Instead, the ACA’s health reform model resembled what was previously advanced by the Nixon and Clinton administrations, with a reliance on private plans, consumer choice, means-tested subsidies, and employer financing. (Obamacare, notably, did call for a substantial expansion of Medicaid eligibility.) Medicare cost controls also served as a source of projected savings to help fund the ACA’s insurance expansion and as a platform to test a range of new initiatives to reform the delivery of medical care and to control its spending. Additionally, the ACA expanded Medicare’s limited prescription drug coverage and enhanced other Medicare benefits.

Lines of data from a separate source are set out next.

//! ============================================================================
//! Memory Writer - Message -> embedding -> record -> upsert
//! ============================================================================
//! Runs after the conversation store has persisted the message. Writing the
//! same message again overwrites its record, so redelivery is always safe.
//! ============================================================================

use std::collections::HashSet;

use tracing::{debug, info, warn};
use uuid::Uuid;

use super::embeddings::{validate_text, EmbeddingGenerator};
use super::error::MemoryError;
use super::record::{record_id, VectorRecordBuilder};
use super::retry::{calculate_delay, with_retry, RetryPolicy};
use super::store::VectorStoreClient;
use super::types::{ChatMessage, EmbeddingTask, VectorRecord};

/// Write path for chat memory
#[derive(Clone)]
pub struct MemoryWriter {
    generator: EmbeddingGenerator,
    builder: VectorRecordBuilder,
    store: VectorStoreClient,
    retry: RetryPolicy,
}

impl MemoryWriter {
    pub fn new(
        generator: EmbeddingGenerator,
        builder: VectorRecordBuilder,
        store: VectorStoreClient,
        retry: RetryPolicy,
    ) -> Self {
        Self {
            generator,
            builder,
            store,
            retry,
        }
    }

    /// Embed and store one message
    pub async fn ingest(&self, message: &ChatMessage) -> Result<(), MemoryError> {
        validate_text(&message.text)?;

        debug!(
            "Ingesting message {} for organization {}",
            message.id, message.organization_id
        );

        let vector = with_retry("embed passage", &self.retry, move || {
            self.generator.embed(&message.text, EmbeddingTask::Passage)
        })
        .await?;

        let record = self.builder.build(message, vector)?;
        self.store.upsert(std::slice::from_ref(&record)).await?;

        debug!("Stored record {} for message {}", record.record_id, message.id);
        Ok(())
    }

    /// Embed and store many messages with one embedding call. Batches that fail
    /// are re-upserted from the already-built records; nothing is re-embedded.
    pub async fn ingest_batch(&self, messages: &[ChatMessage]) -> Result<usize, MemoryError> {
        if messages.is_empty() {
            return Ok(0);
        }
        for message in messages {
            validate_text(&message.text).map_err(|e| match e {
                MemoryError::InvalidInput(msg) => {
                    MemoryError::InvalidInput(format!("message {}: {}", message.id, msg))
                }
                other => other,
            })?;
        }

        // One record per message id; the first occurrence wins
        let mut seen = HashSet::new();
        let messages: Vec<&ChatMessage> = messages
            .iter()
            .filter(|m| seen.insert(record_id(&m.organization_id, &m.id)))
            .collect();

        let texts: Vec<String> = messages.iter().map(|m| m.text.clone()).collect();
        let texts = &texts;
        let vectors = with_retry("embed passages", &self.retry, move || {
            self.generator.embed_batch(texts, EmbeddingTask::Passage)
        })
        .await?;

        let records = messages
            .iter()
            .zip(vectors)
            .map(|(message, vector)| self.builder.build(message, vector))
            .collect::<Result<Vec<VectorRecord>, _>>()?;

        let mut pending = records;
        let mut written = 0usize;
        let mut attempt = 0u32;

        loop {
            match self.store.upsert(&pending).await {
                Ok(n) => {
                    written += n;
                    break;
                }
                Err(MemoryError::PartialFailure {
                    upserted,
                    failed,
                    cause,
                }) => {
                    written += upserted;
                    attempt += 1;

                    if attempt >= self.retry.max_attempts.max(1) {
                        warn!(
                            "Batch ingest left {} records unwritten after {} rounds",
                            failed.len(),
                            attempt
                        );
                        return Err(MemoryError::PartialFailure {
                            upserted: written,
                            failed,
                            cause,
                        });
                    }

                    let failed_ids: HashSet<Uuid> = failed.iter().copied().collect();
                    pending.retain(|r| failed_ids.contains(&r.record_id));
                    warn!(
                        "Re-upserting {} failed records (round {})",
                        pending.len(),
                        attempt
                    );
                    tokio::time::sleep(calculate_delay(attempt - 1, &self.retry)).await;
                }
                Err(e) if written > 0 => {
                    return Err(MemoryError::PartialFailure {
                        upserted: written,
                        failed: pending.iter().map(|r| r.record_id).collect(),
                        cause: e.to_string(),
                    });
                }
                Err(e) => return Err(e),
            }
        }

        info!("Ingested {} messages", written);
        Ok(written)
    }
}

#[cfg(test)]
mod tests {
    use super::*;
    use std::sync::Arc;

    use crate::memory::embeddings::{Embedder, DEFAULT_EMBED_TIMEOUT};
    use crate::memory::filter::MetadataFilter;
    use crate::memory::in_memory::InMemoryIndex;
    use crate::memory::index::VectorIndex;
    use crate::memory::store::StoreOptions;
    use crate::memory::test_support::{FailingEmbedder, FlakyIndex, HashEmbedder, TEST_DIM};
    use crate::memory::types::SenderRole;

    fn fast_retry() -> RetryPolicy {
        RetryPolicy {
            max_attempts: 3,
            base_delay_ms: 1,
            max_delay_ms: 2,
            jitter: false,
        }
    }

    fn writer(embedder: Arc<dyn Embedder>, index: Arc<dyn VectorIndex>, batch_size: usize) -> MemoryWriter {
        let store = VectorStoreClient::new(
            index,
            StoreOptions {
                batch_size,
                retry: fast_retry(),
                ..StoreOptions::new(TEST_DIM)
            },
        );
        MemoryWriter::new(
            EmbeddingGenerator::new(embedder, TEST_DIM, DEFAULT_EMBED_TIMEOUT),
            VectorRecordBuilder::default(),
            store,
            fast_retry(),
        )
    }

    fn message(id: &str, text: &str) -> ChatMessage {
        ChatMessage::new(id, "org-A", "u1", SenderRole::User, text)
    }

    #[tokio::test]
    async fn test_ingest_rejects_blank_text() {
        let embedder = Arc::new(HashEmbedder::new(TEST_DIM));
        let w = writer(embedder.clone(), Arc::new(InMemoryIndex::new()), 100);

        let err = w.ingest(&message("m1", "  ")).await.unwrap_err();
        assert!(matches!(err, MemoryError::InvalidInput(_)));
        assert_eq!(embedder.calls(), 0);
    }

    #[tokio::test]
    async fn test_embedding_outage_is_retried() {
        let embedder = Arc::new(FailingEmbedder::first(
            2,
            MemoryError::EmbeddingUnavailable("503".into()),
        ));
        let index = Arc::new(InMemoryIndex::new());
        let w = writer(embedder.clone(), index.clone(), 100);

        w.ingest(&message("m1", "pallet count")).await.unwrap();
        assert_eq!(embedder.calls(), 3);
        assert_eq!(index.len().await, 1);
    }

    #[tokio::test]
    async fn test_rejected_embedding_not_retried() {
        let embedder = Arc::new(FailingEmbedder::always(MemoryError::EmbeddingRejected(
            "400".into(),
        )));
        let w = writer(embedder.clone(), Arc::new(InMemoryIndex::new()), 100);

        let err = w.ingest(&message("m1", "pallet count")).await.unwrap_err();
        assert!(matches!(err, MemoryError::EmbeddingRejected(_)));
        assert_eq!(embedder.calls(), 1);
    }

    #[tokio::test]
    async fn test_ingest_batch_single_embedding_call() {
        let embedder = Arc::new(HashEmbedder::new(TEST_DIM));
        let index = Arc::new(InMemoryIndex::new());
        let w = writer(embedder.clone(), index.clone(), 2);

        let messages: Vec<_> = (0..5)
            .map(|i| message(&format!("m{}", i), &format!("carrier update {}", i)))
            .collect();
        assert_eq!(w.ingest_batch(&messages).await.unwrap(), 5);
        assert_eq!(embedder.calls(), 1);
        assert_eq!(index.len().await, 5);
    }

    #[tokio::test]
    async fn test_ingest_batch_counts_duplicate_ids_once() {
        let embedder = Arc::new(HashEmbedder::new(TEST_DIM));
        let index = Arc::new(InMemoryIndex::new());
        let w = writer(embedder.clone(), index.clone(), 100);

        let messages = vec![
            message("m1", "gate pass for trailer 12"),
            message("m2", "gate pass for trailer 14"),
            message("m1", "gate pass for trailer 12, edited"),
        ];
        assert_eq!(w.ingest_batch(&messages).await.unwrap(), 2);
        assert_eq!(index.len().await, 2);

        let stored = w
            .store
            .fetch(MetadataFilter::for_organization("org-A"), &[record_id("org-A", "m1")])
            .await
            .unwrap();
        assert_eq!(stored.len(), 1);
    }

    #[tokio::test]
    async fn test_ingest_batch_retries_only_failed_subset() {
        // Batches of 2: calls 0,1,2 cover the first round, call 1 is rejected.
        let index = Arc::new(FlakyIndex::new().reject_upsert_call(1));
        let embedder = Arc::new(HashEmbedder::new(TEST_DIM));
        let w = writer(embedder.clone(), index.clone(), 2);

        let messages: Vec<_> = (0..5)
            .map(|i| message(&format!("m{}", i), &format!("dock appointment {}", i)))
            .collect();

        assert_eq!(w.ingest_batch(&messages).await.unwrap(), 5);
        // One extra call for the two-record residue, no extra embedding
        assert_eq!(index.upsert_calls(), 4);
        assert_eq!(embedder.calls(), 1);
        assert_eq!(
            w.store
                .count(MetadataFilter::for_organization("org-A"))
                .await
                .unwrap(),
            5
        );
    }

    #[tokio::test]
    async fn test_ingest_batch_surfaces_residue() {
        let index = Arc::new(
            FlakyIndex::new()
                .reject_upsert_call(1)
                .reject_upsert_call(3)
                .reject_upsert_call(4),
        );
        let w = writer(Arc::new(HashEmbedder::new(TEST_DIM)), index, 2);

        let messages: Vec<_> = (0..5)
            .map(|i| message(&format!("m{}", i), &format!("dock appointment {}", i)))
            .collect();

        match w.ingest_batch(&messages).await.unwrap_err() {
            MemoryError::PartialFailure { upserted, failed, .. } => {
                assert_eq!(upserted, 3);
                assert_eq!(failed.len(), 2);
            }
            other => panic!("expected PartialFailure, got {:?}", other),
        }
    }
}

Democrats, then, had passed the first major overhaul of American health insurance since 1965. Obamacare, however, rested less on the Medicare for All strategy and the concept of social insurance than it did on conservative and neoliberal conceptions of the appropriate shape for healthcare reform. The Obama administration’s aim was to patch the existing patchwork of American health insurance, relying on subsidized private insurance and Medicaid expansion to cover the uninsured. “Near” universal insurance had finally arrived in the United States, but when it did, Medicare had been marginalized, playing no role in the ACA’s expansion of health insurance.
Lessons and Legacies
How did we get to the point where Democrats enacted a major expansion of health coverage without relying on Medicare? Why did the original strategy of incremental expansion of Medicare into universal insurance fail? And what consequences has that failure had for American health policy?
Decisions made at Medicare’s start made its subsequent expansion difficult. The permissive payment policies adopted to assure Medicare’s smooth implementation helped fuel substantial increases in program spending in its early years. Medicare’s reputation as a fiscal problem became a political impediment to program expansion and shifted the agenda to cost containment. This impediment helps to explain both why Medicare did not expand more broadly to new population categories and why Congress rarely expanded program benefits, despite serious limits in its coverage, in the half-century after Medicare’s enactment. Put another way, in an effort to secure Medicare’s smooth takeoff in 1966, program administrators pursued policies that unintentionally ended up reducing Medicare’s political capital, thereby making further population expansions much more difficult. That reputation, in fact, outlived the reality. Since the 1980s, Medicare reforms have succeeded in slowing program spending growth, but Medicare in still seen in some quarters as “unaffordable” and “uncontrollable.”
Yet the failure of Medicare for All is certainly not solely—and arguably not even mostly—attributable to decisions made by Medicare’s architects. The changing features of American politics and major shifts in socioeconomic conditions had a crucial impact on Medicare’s trajectory. The end of Democratic Party dominance over national politics, the ascendance of conservatism, economic stagflation and strain, conflicts over the Vietnam War, Watergate, urban unrest, the rise of pro-market ideology, and welfare state retrenchment—all of these radically altered Medicare’s environment. These external developments beyond Medicare’s programmatic boundaries would have been impossible to anticipate in 1965, but they made universal coverage via incremental expansion of Medicare a much harder task. Indeed, it is not just Medicare for All that failed, but all efforts at comprehensive health reform from 1966 to 2009.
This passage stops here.